## Preprocess Data for VAE

The aim of this notebook is to translate NetCDF files (.nc) of three daily climate variables (maximum temperature, precipitations, wind) to a numpy 3D-array. This output array can easily be read for training and evaluating the Convolutional Variational AutoEncoder model.

#### 0. Libraries

In [1]:
import numpy as np
import xarray as xr
import cftime
import csv
import pandas as pd
from datetime import datetime

#### 1. Load Data to xarrays

In [2]:
# Historical Datasets
# regrouped by climate variable

temp_75 = xr.open_dataset("data/vae_data/tasmax_day_CMCC-ESM2_historical_r1i1p1f1_gn_19750101-19991231.nc")
temp_00 = xr.open_dataset("data/vae_data/tasmax_day_CMCC-ESM2_historical_r1i1p1f1_gn_20000101-20141231.nc")
temp_histo = xr.concat([temp_75, temp_00], "time")

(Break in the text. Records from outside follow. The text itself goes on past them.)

//! Infrastructure implementation of the `ConfigStore` port.

use std::path::PathBuf;

use anyhow::{Context, Result};

use crate::application::ports::ConfigStore;
use crate::domain::config::HarnessConfig;

/// Environment variable naming an explicit config file.
pub const CONFIG_ENV: &str = "HOSTPROBE_CONFIG";

/// Production implementation of `ConfigStore` that reads a YAML file.
///
/// Resolution order: the explicit path, then `$HOSTPROBE_CONFIG`, then
/// `~/.hostprobe/config.yaml`.
#[derive(Debug, Default)]
pub struct YamlConfigStore {
    explicit: Option<PathBuf>,
}

impl YamlConfigStore {
    #[must_use]
    pub fn new(explicit: Option<PathBuf>) -> Self {
        Self { explicit }
    }
}

impl ConfigStore for YamlConfigStore {
    fn load(&self) -> Result<HarnessConfig> {
        let path = self.path()?;
        if !path.exists() {
            if self.explicit.is_some() {
                anyhow::bail!("config file {} does not exist", path.display());
            }
            tracing::debug!(path = %path.display(), "no config file, using defaults");
            return Ok(HarnessConfig::default());
        }
        let content = std::fs::read_to_string(&path)
            .with_context(|| format!("cannot read {}", path.display()))?;
        let config: HarnessConfig = serde_yaml::from_str(&content)
            .with_context(|| format!("cannot parse {}", path.display()))?;
        config
            .validate()
            .with_context(|| format!("invalid config {}", path.display()))?;
        tracing::debug!(path = %path.display(), hosts = config.hosts.len(), "config loaded");
        Ok(config)
    }

    fn path(&self) -> Result<PathBuf> {
        if let Some(path) = &self.explicit {
            return Ok(path.clone());
        }
        if let Ok(val) = std::env::var(CONFIG_ENV) {
            return Ok(PathBuf::from(val));
        }
        let home =
            dirs::home_dir().ok_or_else(|| anyhow::anyhow!("cannot determine home directory"))?;
        Ok(home.join(".hostprobe").join("config.yaml"))
    }
}
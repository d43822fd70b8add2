//! Application service: vendored dependency detection.
//!
//! Imports only from `crate::domain` and `crate::application::ports`.
//!
//! Discovery is a filename glob, which cannot tell `foo-1.0.gemspec` from
//! `foo-bar-9.9.9.gemspec`. Every hit is therefore fetched and parsed
//! locally, and only the parsed name decides a match. Hits that cannot be
//! fetched or parsed are dropped with a warning.

use crate::application::ports::RemoteShell;
use crate::application::services::executor::Executor;
use crate::domain::command::shell_quote;
use crate::domain::config::VendorLayout;
use crate::domain::{Command, Host, PackageDescriptor, descriptor};

pub struct VendorScanner<'a, S: RemoteShell> {
    executor: &'a Executor<S>,
    layout: &'a VendorLayout,
}

impl<'a, S: RemoteShell> VendorScanner<'a, S> {
    pub fn new(executor: &'a Executor<S>, layout: &'a VendorLayout) -> Self {
        Self { executor, layout }
    }

    /// Whether any version of `name` is vendored on `host`.
    pub async fn is_vendored(&self, host: &Host, name: &str) -> bool {
        !self.vendored_descriptors(host, name).await.is_empty()
    }

    /// Parsed descriptors whose name is exactly `name`.
    pub async fn vendored_descriptors(&self, host: &Host, name: &str) -> Vec<PackageDescriptor> {
        let candidates = self.candidate_paths(host, name).await;
        if candidates.is_empty() {
            return Vec::new();
        }

        let mut confirmed = Vec::new();
        for path in &candidates {
            let Some(descriptor) = self.fetch_descriptor(host, path).await else {
                continue;
            };
            if descriptor.name == name {
                confirmed.push(descriptor);
            } else {
                tracing::debug!(path = %path, parsed = %descriptor.name, "glob hit belongs to another package");
            }
        }
        confirmed
    }

    /// Descriptor files whose filename could belong to `name`.
    pub async fn candidate_paths(&self, host: &Host, name: &str) -> Vec<String> {
        let script = format!(
            "find {} -name {}",
            self.layout.search_root(),
            shell_quote(&self.layout.file_pattern(name))
        );
        let Ok(command) = Command::new(script) else {
            return Vec::new();
        };
        let result = self.executor.run_on(&command, host).await;
        if result.exit_code.is_none() {
            return Vec::new();
        }
        // `find` exits non-zero when a runtime directory is missing but still
        // prints whatever it did find.
        result
            .stdout
            .lines()
            .map(str::trim)
            .filter(|line| !line.is_empty())
            .map(str::to_string)
            .collect()
    }

    async fn fetch_descriptor(&self, host: &Host, path: &str) -> Option<PackageDescriptor> {
        let command = Command::new(format!("cat {}", shell_quote(path))).ok()?;
        let result = self.executor.run_on(&command, host).await;
        if !result.success() {
            tracing::warn!(host = %host, path = %path, stderr = %result.stderr.trim(), "could not read descriptor");
            return None;
        }
        match descriptor::parse(&result.stdout) {
            Ok(parsed) => Some(parsed),
            Err(e) => {
                tracing::warn!(host = %host, path = %path, error = %e, "dropping unparseable descriptor");
                None
            }
        }
    }
}
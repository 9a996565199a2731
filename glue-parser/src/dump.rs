//! Debug rendering of node lists

use crate::{
    ast::{siblings, Node, NodeKind, Payload},
    webidl::{BaseType, Modifier, TypeModifier},
};
use serde_json::{json, Value};
use std::fmt::Write;

/// Render a list as an indented tree, one node per line
pub fn dump(list: Option<&Node>) -> String {
    let mut out = String::new();
    dump_into(&mut out, list, 0);
    out
}

fn dump_into(out: &mut String, list: Option<&Node>, depth: usize) {
    for node in siblings(list) {
        let indent = "  ".repeat(depth);
        match node.payload() {
            Payload::Text(text) => {
                let _ = writeln!(out, "{}{}: {:?}", indent, node.kind(), text);
            }
            Payload::Int(value) => match code_name(node.kind(), *value) {
                Some(name) => {
                    let _ = writeln!(out, "{}{}: {} ({})", indent, node.kind(), value, name);
                }
                None => {
                    let _ = writeln!(out, "{}{}: {}", indent, node.kind(), value);
                }
            },
            Payload::Node(children) => {
                let _ = writeln!(out, "{}{}", indent, node.kind());
                dump_into(out, children.as_deref(), depth + 1);
            }
        }
    }
}

fn code_name(kind: NodeKind, value: i64) -> Option<String> {
    match kind {
        NodeKind::TypeBase => BaseType::from_code(value).map(|t| format!("{:?}", t)),
        NodeKind::TypeModifier => TypeModifier::from_code(value).map(|m| format!("{:?}", m)),
        NodeKind::Modifier => Modifier::from_code(value).map(|m| format!("{:?}", m)),
        _ => None,
    }
}

/// Render a list as a JSON array with nested `children` arrays
pub fn to_json(list: Option<&Node>) -> Value {
    Value::Array(siblings(list).map(node_json).collect())
}

fn node_json(node: &Node) -> Value {
    let kind = node.kind().name();
    match node.payload() {
        Payload::Text(text) => json!({ "kind": kind, "text": text }),
        Payload::Int(value) => json!({ "kind": kind, "value": value }),
        Payload::Node(children) => json!({ "kind": kind, "children": to_json(children.as_deref()) }),
    }
}
//! Binding descriptor: everything the emission passes read, plus the sink

use crate::backend::EmitError;
use crate::loader::{load_webidl, LoadError, WebIdlLoader};
use glue_parser::{
    ast::{Node, NodeKind, NodeList},
    query::{each_kind, find_kind},
    AstError,
};
use std::io::Write;
use tracing::debug;

/// Errors building a binding descriptor
#[derive(Debug, thiserror::Error)]
pub enum BindingError {
    #[error("no binding block in binding description")]
    NoBindingNode,

    #[error("binding block has no name")]
    MissingName,

    #[error("binding {binding} does not name an interface")]
    MissingInterface { binding: String },

    #[error("Error reading WebIDL files: {0}")]
    Load(#[from] LoadError),

    #[error(transparent)]
    Ast(#[from] AstError),
}

/// One `private` entry of the binding block
#[derive(Debug, Clone, Copy, PartialEq, Eq)]
pub struct PrivateField<'a> {
    pub ctype: &'a str,
    pub ident: &'a str,
}

/// Read-only inputs of a generation run
#[derive(Debug)]
pub struct BindingSource {
    binding_ast: NodeList,
    webidl_ast: NodeList,
    name: String,
    interface: String,
    binding_type: Option<String>,
}

impl BindingSource {
    /// Build a descriptor from already parsed trees
    pub fn new(binding_ast: NodeList, webidl_ast: NodeList) -> Result<Self, BindingError> {
        let binding_node =
            find_kind(binding_ast.as_deref(), NodeKind::Binding).ok_or(BindingError::NoBindingNode)?;

        let name = binding_node
            .child(NodeKind::Ident)
            .ok_or(BindingError::MissingName)?
            .text()?
            .to_string();

        let interface = match binding_node.child(NodeKind::BindingInterface) {
            Some(node) => node.text()?.to_string(),
            None => return Err(BindingError::MissingInterface { binding: name }),
        };

        let binding_type = match binding_node.child(NodeKind::BindingType) {
            Some(node) => Some(node.text()?.to_string()),
            None => None,
        };

        Ok(Self {
            binding_ast,
            webidl_ast,
            name,
            interface,
            binding_type,
        })
    }

    /// Build a descriptor, loading every referenced WebIDL file
    pub fn load(binding_ast: NodeList, loader: &dyn WebIdlLoader) -> Result<Self, BindingError> {
        // validate the binding block before touching the filesystem
        if find_kind(binding_ast.as_deref(), NodeKind::Binding).is_none() {
            return Err(BindingError::NoBindingNode);
        }
        let webidl_ast = load_webidl(binding_ast.as_deref(), loader)?;
        let source = Self::new(binding_ast, webidl_ast)?;
        debug!(
            "binding {} for interface {} ({})",
            source.name,
            source.interface,
            source.binding_type.as_deref().unwrap_or("untyped")
        );
        Ok(source)
    }

    pub fn binding_ast(&self) -> Option<&Node> {
        self.binding_ast.as_deref()
    }

    pub fn webidl_ast(&self) -> Option<&Node> {
        self.webidl_ast.as_deref()
    }

    pub fn name(&self) -> &str {
        &self.name
    }

    pub fn interface(&self) -> &str {
        &self.interface
    }

    pub fn binding_type(&self) -> Option<&str> {
        self.binding_type.as_deref()
    }

    pub fn binding_node(&self) -> Result<&Node, EmitError> {
        find_kind(self.binding_ast(), NodeKind::Binding).ok_or(EmitError::MissingNode {
            kind: NodeKind::Binding,
            context: "binding description",
        })
    }

    /// Private fields in declaration order
    pub fn private_fields(&self) -> Result<Vec<PrivateField<'_>>, EmitError> {
        let binding = self.binding_node()?;
        each_kind(binding.subnode()?, NodeKind::BindingPrivate)
            .map(private_field)
            .collect()
    }
}

fn private_field(private: &Node) -> Result<PrivateField<'_>, EmitError> {
    let missing = |kind| EmitError::MissingNode {
        kind,
        context: "private entry",
    };
    let ctype = private.child(NodeKind::String).ok_or_else(|| missing(NodeKind::String))?;
    let ident = private.child(NodeKind::Ident).ok_or_else(|| missing(NodeKind::Ident))?;
    Ok(PrivateField {
        ctype: ctype.text()?,
        ident: ident.text()?,
    })
}

/// A descriptor bound to its output sink for one run
pub struct Binding<'w> {
    sink: &'w mut dyn Write,
    source: BindingSource,
}

impl<'w> Binding<'w> {
    pub fn new(sink: &'w mut dyn Write, source: BindingSource) -> Self {
        Self { sink, source }
    }

    /// Borrow the sink mutably alongside the read-only inputs
    pub fn split(&mut self) -> (&mut (dyn Write + 'w), &BindingSource) {
        (&mut *self.sink, &self.source)
    }
}

#[cfg(test)]
mod tests {
    use super::*;
    use crate::loader::MemoryLoader;
    use glue_parser::parse_binding;

    fn source(text: &str) -> Result<BindingSource, BindingError> {
        BindingSource::new(parse_binding(text).unwrap(), None)
    }

    #[test]
    fn test_descriptor_fields() {
        let source = source(
            r#"binding doc { type js_libdom; interface Document;
                private "int " count; private "char *" name; }"#,
        )
        .unwrap();
        assert_eq!(source.name(), "doc");
        assert_eq!(source.interface(), "Document");
        assert_eq!(source.binding_type(), Some("js_libdom"));
        assert_eq!(
            source.private_fields().unwrap(),
            vec![
                PrivateField { ctype: "int ", ident: "count" },
                PrivateField { ctype: "char *", ident: "name" },
            ]
        );
    }

    #[test]
    fn test_descriptor_failures() {
        assert!(matches!(source("hdrcomment \"x\";"), Err(BindingError::NoBindingNode)));
        assert!(matches!(
            source("binding doc { type js_libdom; }"),
            Err(BindingError::MissingInterface { binding }) if binding == "doc"
        ));
        assert_eq!(source("binding doc { interface D; }").unwrap().binding_type(), None);
    }

    #[test]
    fn test_load_reports_missing_webidl() {
        let ast = parse_binding(r#"webidlfile "nope.idl"; binding b { interface B; }"#).unwrap();
        let err = BindingSource::load(ast, &MemoryLoader::new()).unwrap_err();
        assert!(matches!(err, BindingError::Load(LoadError::NotFound { .. })));
    }

    #[test]
    fn test_split_writes_to_sink() {
        let mut out = Vec::new();
        {
            let mut binding = Binding::new(&mut out, source("binding b { interface B; }").unwrap());
            let (sink, source) = binding.split();
            write!(sink, "/* {} */", source.interface()).unwrap();
        }
        assert_eq!(String::from_utf8(out).unwrap(), "/* B */");
    }
}
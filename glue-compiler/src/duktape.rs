//! Duktape backend
//!
//! Names every member symbol `dukky_<Interface>_<member>` after the interface
//! that declares the member, so inherited members keep their own prefix.
//! Per-class symbols (tables, destructor, constructor) use `___` before their
//! role, which no escaped member name can produce. Methods go into a
//! `duk_function_list_entry` table, accessors into a property table consumed
//! by the generated constructor. Dictionaries get accessors only.

use crate::backend::{utils, BackendTarget, BindingBackend, Result};
use crate::binding::BindingSource;
use crate::resolve::{resolve, DefinitionKind};
use std::io::Write;
use tracing::warn;

#[derive(Debug, Default)]
pub struct DuktapeBackend;

impl DuktapeBackend {
    pub fn new() -> Self {
        Self
    }
}

fn symbol(interface: &str, member: &str) -> String {
    utils::symbol("dukky", &[interface, member])
}

/// Per-class symbol such as `dukky_<Interface>___methods`
fn class_symbol(interface: &str, role: &str) -> String {
    format!("{}___{}", utils::symbol("dukky", &[interface]), role)
}

/// Hidden property holding the private pointer
fn private_key(interface: &str) -> String {
    format!("DUKKY_{}_PRIVATE", utils::mangle(interface).to_uppercase())
}

impl BindingBackend for DuktapeBackend {
    fn target_info(&self) -> BackendTarget {
        BackendTarget {
            name: "duktape",
            binding_type: "duk_libdom",
            engine: "Duktape",
            file_extension: "c",
        }
    }

    fn private_declaration(&self, out: &mut dyn Write, source: &BindingSource) -> Result<()> {
        let fields = source.private_fields()?;

        writeln!(out, "struct {} {{", symbol(source.interface(), "private"))?;
        for field in &fields {
            writeln!(out, "\t{};", utils::c_declaration(field))?;
        }
        write!(out, "}};\n\n")?;
        Ok(())
    }

    fn class_descriptor(&self, out: &mut dyn Write, source: &BindingSource) -> Result<()> {
        let interface = source.interface();

        write!(
            out,
            "/* class {interface} */\n\
             #define {key} \"\\xFF\" \"{interface}_private\"\n\
             \n\
             typedef struct {{\n\
             \tconst char *name;\n\
             \tduk_c_function getter;\n\
             \tduk_c_function setter;\n\
             }} {property};\n\
             \n\
             static duk_ret_t {destructor}(duk_context *ctx);\n\n",
            interface = interface,
            key = private_key(interface),
            property = class_symbol(interface, "property"),
            destructor = class_symbol(interface, "destructor"),
        )?;
        Ok(())
    }

    fn operator_bodies(&self, out: &mut dyn Write, source: &BindingSource) -> Result<()> {
        let members = resolve(source.webidl_ast(), source.interface())?;
        if members.kind == DefinitionKind::Dictionary {
            return Ok(());
        }

        for block in &members.blocks {
            writeln!(out, "/**** {} ****/", block.interface)?;
            for operation in members.operations_in(block) {
                let Some(ident) = operation.ident else {
                    warn!("skipping special operation without identifier on {}", operation.interface);
                    continue;
                };
                writeln!(out, "static duk_ret_t {}(duk_context *ctx)", symbol(operation.interface, ident))?;
                write!(out, "{{\n\treturn 0;\n}}\n\n")?;
            }
        }
        Ok(())
    }

    fn property_bodies(&self, out: &mut dyn Write, source: &BindingSource) -> Result<()> {
        let members = resolve(source.webidl_ast(), source.interface())?;

        for block in &members.blocks {
            writeln!(out, "/**** {} ****/", block.interface)?;
            for attribute in members.attributes_in(block) {
                let name = symbol(attribute.interface, attribute.ident);
                if !attribute.read_only {
                    writeln!(out, "static duk_ret_t {}_setter(duk_context *ctx)", name)?;
                    write!(out, "{{\n\treturn 0;\n}}\n\n")?;
                }
                writeln!(out, "static duk_ret_t {}_getter(duk_context *ctx)", name)?;
                write!(out, "{{\n\tduk_push_undefined(ctx);\n\treturn 1;\n}}\n\n")?;
            }
        }
        Ok(())
    }

    fn function_spec(&self, out: &mut dyn Write, source: &BindingSource) -> Result<()> {
        let members = resolve(source.webidl_ast(), source.interface())?;

        writeln!(
            out,
            "static const duk_function_list_entry {}[] = {{",
            class_symbol(source.interface(), "methods")
        )?;
        if members.kind == DefinitionKind::Interface {
            for block in &members.blocks {
                writeln!(out, "\t/**** {} ****/", block.interface)?;
                for operation in members.operations_in(block) {
                    let Some(ident) = operation.ident else { continue };
                    let nargs = if operation.is_variadic() {
                        "DUK_VARARGS".to_string()
                    } else {
                        operation.arguments.len().to_string()
                    };
                    writeln!(
                        out,
                        "\t{{ \"{}\", {}, {} }},",
                        ident,
                        symbol(operation.interface, ident),
                        nargs
                    )?;
                }
            }
        }
        write!(out, "\t{{ NULL, NULL, 0 }}\n}};\n\n")?;
        Ok(())
    }

    fn property_spec(&self, out: &mut dyn Write, source: &BindingSource) -> Result<()> {
        let interface = source.interface();
        let members = resolve(source.webidl_ast(), interface)?;

        writeln!(
            out,
            "static const {} {}[] = {{",
            class_symbol(interface, "property"),
            class_symbol(interface, "properties")
        )?;
        for block in &members.blocks {
            writeln!(out, "\t/**** {} ****/", block.interface)?;
            for attribute in members.attributes_in(block) {
                let name = symbol(attribute.interface, attribute.ident);
                let setter = if attribute.read_only {
                    "NULL".to_string()
                } else {
                    format!("{}_setter", name)
                };
                writeln!(out, "\t{{ \"{}\", {}_getter, {} }},", attribute.ident, name, setter)?;
            }
        }
        write!(out, "\t{{ NULL, NULL, NULL }}\n}};\n\n")?;
        Ok(())
    }

    fn constructors(&self, out: &mut dyn Write, source: &BindingSource) -> Result<()> {
        let interface = source.interface();
        let key = private_key(interface);
        let private = symbol(interface, "private");
        let destructor = class_symbol(interface, "destructor");
        let properties = class_symbol(interface, "properties");
        let fields = source.private_fields()?;

        write!(
            out,
            "static duk_ret_t {destructor}(duk_context *ctx)\n\
             {{\n\
             \tstruct {private} *priv;\n\
             \n\
             \tduk_get_prop_string(ctx, 0, {key});\n\
             \tpriv = duk_get_pointer(ctx, -1);\n\
             \tduk_pop(ctx);\n\
             \tfree(priv);\n\
             \treturn 0;\n\
             }}\n\n",
            destructor = destructor,
            private = private,
            key = key
        )?;

        write!(out, "duk_ret_t {}(duk_context *ctx", class_symbol(interface, "create"))?;
        for field in &fields {
            write!(out, ",\n\t\t{}", utils::c_declaration(field))?;
        }
        write!(
            out,
            ")\n\
             {{\n\
             \tstruct {private} *priv;\n\
             \tduk_idx_t i;\n\
             \n\
             \tpriv = malloc(sizeof(*priv));\n\
             \tif (priv == NULL) {{\n\
             \t\treturn DUK_RET_ERROR;\n\
             \t}}\n",
            private = private
        )?;
        for field in &fields {
            writeln!(out, "\tpriv->{ident} = {ident};", ident = field.ident)?;
        }
        write!(
            out,
            "\n\
             \tduk_push_object(ctx);\n\
             \tduk_push_pointer(ctx, priv);\n\
             \tduk_put_prop_string(ctx, -2, {key});\n\
             \tduk_push_c_function(ctx, {destructor}, 1);\n\
             \tduk_set_finalizer(ctx, -2);\n\
             \tduk_put_function_list(ctx, -1, {methods});\n\
             \n\
             \tfor (i = 0; {properties}[i].name != NULL; i++) {{\n\
             \t\tduk_uint_t flags = DUK_DEFPROP_HAVE_GETTER | DUK_DEFPROP_HAVE_ENUMERABLE | DUK_DEFPROP_ENUMERABLE;\n\
             \n\
             \t\tduk_push_string(ctx, {properties}[i].name);\n\
             \t\tduk_push_c_function(ctx, {properties}[i].getter, 0);\n\
             \t\tif ({properties}[i].setter != NULL) {{\n\
             \t\t\tduk_push_c_function(ctx, {properties}[i].setter, 1);\n\
             \t\t\tflags |= DUK_DEFPROP_HAVE_SETTER;\n\
             \t\t}}\n\
             \t\tduk_def_prop(ctx, -3 - ((flags & DUK_DEFPROP_HAVE_SETTER) ? 1 : 0), flags);\n\
             \t}}\n\
             \n\
             \treturn 1;\n\
             }}\n",
            key = key,
            destructor = destructor,
            methods = class_symbol(interface, "methods"),
            properties = properties
        )?;
        Ok(())
    }
}

#[cfg(test)]
mod tests {
    use super::*;
    use glue_parser::{parse_binding, parse_webidl};
    use pretty_assertions::assert_eq;

    fn source(private: &str) -> BindingSource {
        let binding = parse_binding(&format!(
            "binding win {{ type duk_libdom; interface Window; {} }}",
            private
        ))
        .unwrap();
        let webidl = parse_webidl(
            "interface EventTarget { void addEventListener(DOMString type, optional any cb); };
             interface Window : EventTarget {
               readonly attribute DOMString name;
               attribute long status;
               void alert(DOMString... messages);
               stringifier;
             };",
        )
        .unwrap();
        BindingSource::new(binding, webidl).unwrap()
    }

    fn emit(pass: fn(&DuktapeBackend, &mut dyn Write, &BindingSource) -> Result<()>, source: &BindingSource) -> String {
        let mut out = Vec::new();
        pass(&DuktapeBackend::new(), &mut out, source).unwrap();
        String::from_utf8(out).unwrap()
    }

    #[test]
    fn test_method_table_uses_declaring_interface() {
        let text = emit(DuktapeBackend::function_spec, &source(""));
        assert_eq!(
            text,
            "static const duk_function_list_entry dukky_Window___methods[] = {\n\
             \t/**** Window ****/\n\
             \t{ \"alert\", dukky_Window_alert, DUK_VARARGS },\n\
             \t/**** EventTarget ****/\n\
             \t{ \"addEventListener\", dukky_EventTarget_addEventListener, 2 },\n\
             \t{ NULL, NULL, 0 }\n\
             };\n\n"
        );
    }

    #[test]
    fn test_property_table() {
        let text = emit(DuktapeBackend::property_spec, &source(""));
        assert!(text.contains("\t{ \"name\", dukky_Window_name_getter, NULL },\n"));
        assert!(text.contains("\t{ \"status\", dukky_Window_status_getter, dukky_Window_status_setter },\n"));
        assert!(text.ends_with("\t{ NULL, NULL, NULL }\n};\n\n"));
    }

    #[test]
    fn test_property_bodies() {
        let text = emit(DuktapeBackend::property_bodies, &source(""));
        assert_eq!(text.matches("_setter(duk_context *ctx)").count(), 1);
        assert_eq!(text.matches("_getter(duk_context *ctx)").count(), 2);
        assert!(
            text.find("dukky_Window_status_setter").unwrap()
                < text.find("dukky_Window_status_getter").unwrap()
        );
    }

    #[test]
    fn test_operator_bodies_skip_stringifier() {
        let text = emit(DuktapeBackend::operator_bodies, &source(""));
        assert_eq!(text.matches("(duk_context *ctx)\n{\n\treturn 0;\n}").count(), 2);
    }

    #[test]
    fn test_private_struct_and_constructor() {
        let private = r#"private "int " count; private "char *" name;"#;
        let decl = emit(DuktapeBackend::private_declaration, &source(private));
        assert_eq!(decl, "struct dukky_Window_private {\n\tint count;\n\tchar *name;\n};\n\n");

        let text = emit(DuktapeBackend::constructors, &source(private));
        assert!(text.contains("duk_ret_t dukky_Window___create(duk_context *ctx,\n\t\tint count,\n\t\tchar *name)\n"));
        assert!(text.find("\tpriv->count = count;").unwrap() < text.find("\tpriv->name = name;").unwrap());
        assert!(text.contains("DUKKY_WINDOW_PRIVATE"));
    }

    #[test]
    fn test_class_descriptor() {
        let text = emit(DuktapeBackend::class_descriptor, &source(""));
        assert!(text.starts_with("/* class Window */\n#define DUKKY_WINDOW_PRIVATE \"\\xFF\" \"Window_private\"\n"));
        assert!(text.contains("} dukky_Window___property;\n"));
        assert!(text.ends_with("static duk_ret_t dukky_Window___destructor(duk_context *ctx);\n\n"));
    }

    #[test]
    fn test_member_names_cannot_shadow_class_symbols() {
        let binding = parse_binding("binding a { interface A_b; }").unwrap();
        let webidl = parse_webidl(
            "interface A_b : A { void c(); attribute long methods; };
             interface A { void b_c(); void create(); };",
        )
        .unwrap();
        let source = BindingSource::new(binding, webidl).unwrap();

        let bodies = emit(DuktapeBackend::operator_bodies, &source);
        assert!(bodies.contains("static duk_ret_t dukky_A_1b_c(duk_context *ctx)"));
        assert!(bodies.contains("static duk_ret_t dukky_A_b_1c(duk_context *ctx)"));
        assert!(bodies.contains("static duk_ret_t dukky_A_create(duk_context *ctx)"));

        let table = emit(DuktapeBackend::function_spec, &source);
        assert!(table.starts_with("static const duk_function_list_entry dukky_A_1b___methods[] = {"));
        assert!(emit(DuktapeBackend::property_spec, &source).contains("dukky_A_1b_methods_getter"));
        assert!(emit(DuktapeBackend::constructors, &source).contains("DUKKY_A_1B_PRIVATE"));
    }

    #[test]
    fn test_dictionary_gets_accessors_only() {
        let binding = parse_binding("binding init { type duk_libdom; interface MouseEventInit; }").unwrap();
        let webidl = parse_webidl(
            "dictionary EventInit { boolean bubbles = false; };
             dictionary MouseEventInit : EventInit { long button = 0; };",
        )
        .unwrap();
        let source = BindingSource::new(binding, webidl).unwrap();

        assert!(emit(DuktapeBackend::operator_bodies, &source).is_empty());
        assert_eq!(
            emit(DuktapeBackend::function_spec, &source),
            "static const duk_function_list_entry dukky_MouseEventInit___methods[] = {\n\t{ NULL, NULL, 0 }\n};\n\n"
        );

        let bodies = emit(DuktapeBackend::property_bodies, &source);
        assert!(bodies.find("dukky_MouseEventInit_button_setter").unwrap() < bodies.find("dukky_EventInit_bubbles_setter").unwrap());
        assert_eq!(bodies.matches("_getter(duk_context *ctx)").count(), 2);

        let table = emit(DuktapeBackend::property_spec, &source);
        assert!(table.contains("\t{ \"button\", dukky_MouseEventInit_button_getter, dukky_MouseEventInit_button_setter },\n"));
        assert!(table.contains("\t/**** EventInit ****/\n\t{ \"bubbles\", dukky_EventInit_bubbles_getter, dukky_EventInit_bubbles_setter },\n"));
    }
}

prcp_75 = xr.open_dataset("data/vae_data/pr_day_CMCC-ESM2_historical_r1i1p1f1_gn_19750101-19991231.nc")
prcp_00 = xr.open_dataset("data/vae_data/pr_day_CMCC-ESM2_historical_r1i1p1f1_gn_20000101-20141231.nc")
prcp_histo = xr.concat([prcp_75, prcp_00], "time")

wind_75 = xr.open_dataset("data/vae_data/sfcWind_day_CMCC-ESM2_historical_r1i1p1f1_gn_19750101-19991231.nc")
wind_00 = xr.open_dataset("data/vae_data/sfcWind_day_CMCC-ESM2_historical_r1i1p1f1_gn_20000101-20141231.nc")
wind_histo = xr.concat([wind_75, wind_00], "time")

In [3]:
# Projection Datasets
temp_proj = xr.open_dataset("data/tasmax_day_CMCC-ESM2_ssp585_r1i1p1f1_gn_20650101-20891231.nc")
prcp_proj = xr.open_dataset("data/pr_day_CMCC-ESM2_ssp585_r1i1p1f1_gn_20650101-20891231.nc")
wind_proj = xr.open_dataset("data/sfcWind_day_CMCC-ESM2_ssp585_r1i1p1f1_gn_20650101-20891231.nc")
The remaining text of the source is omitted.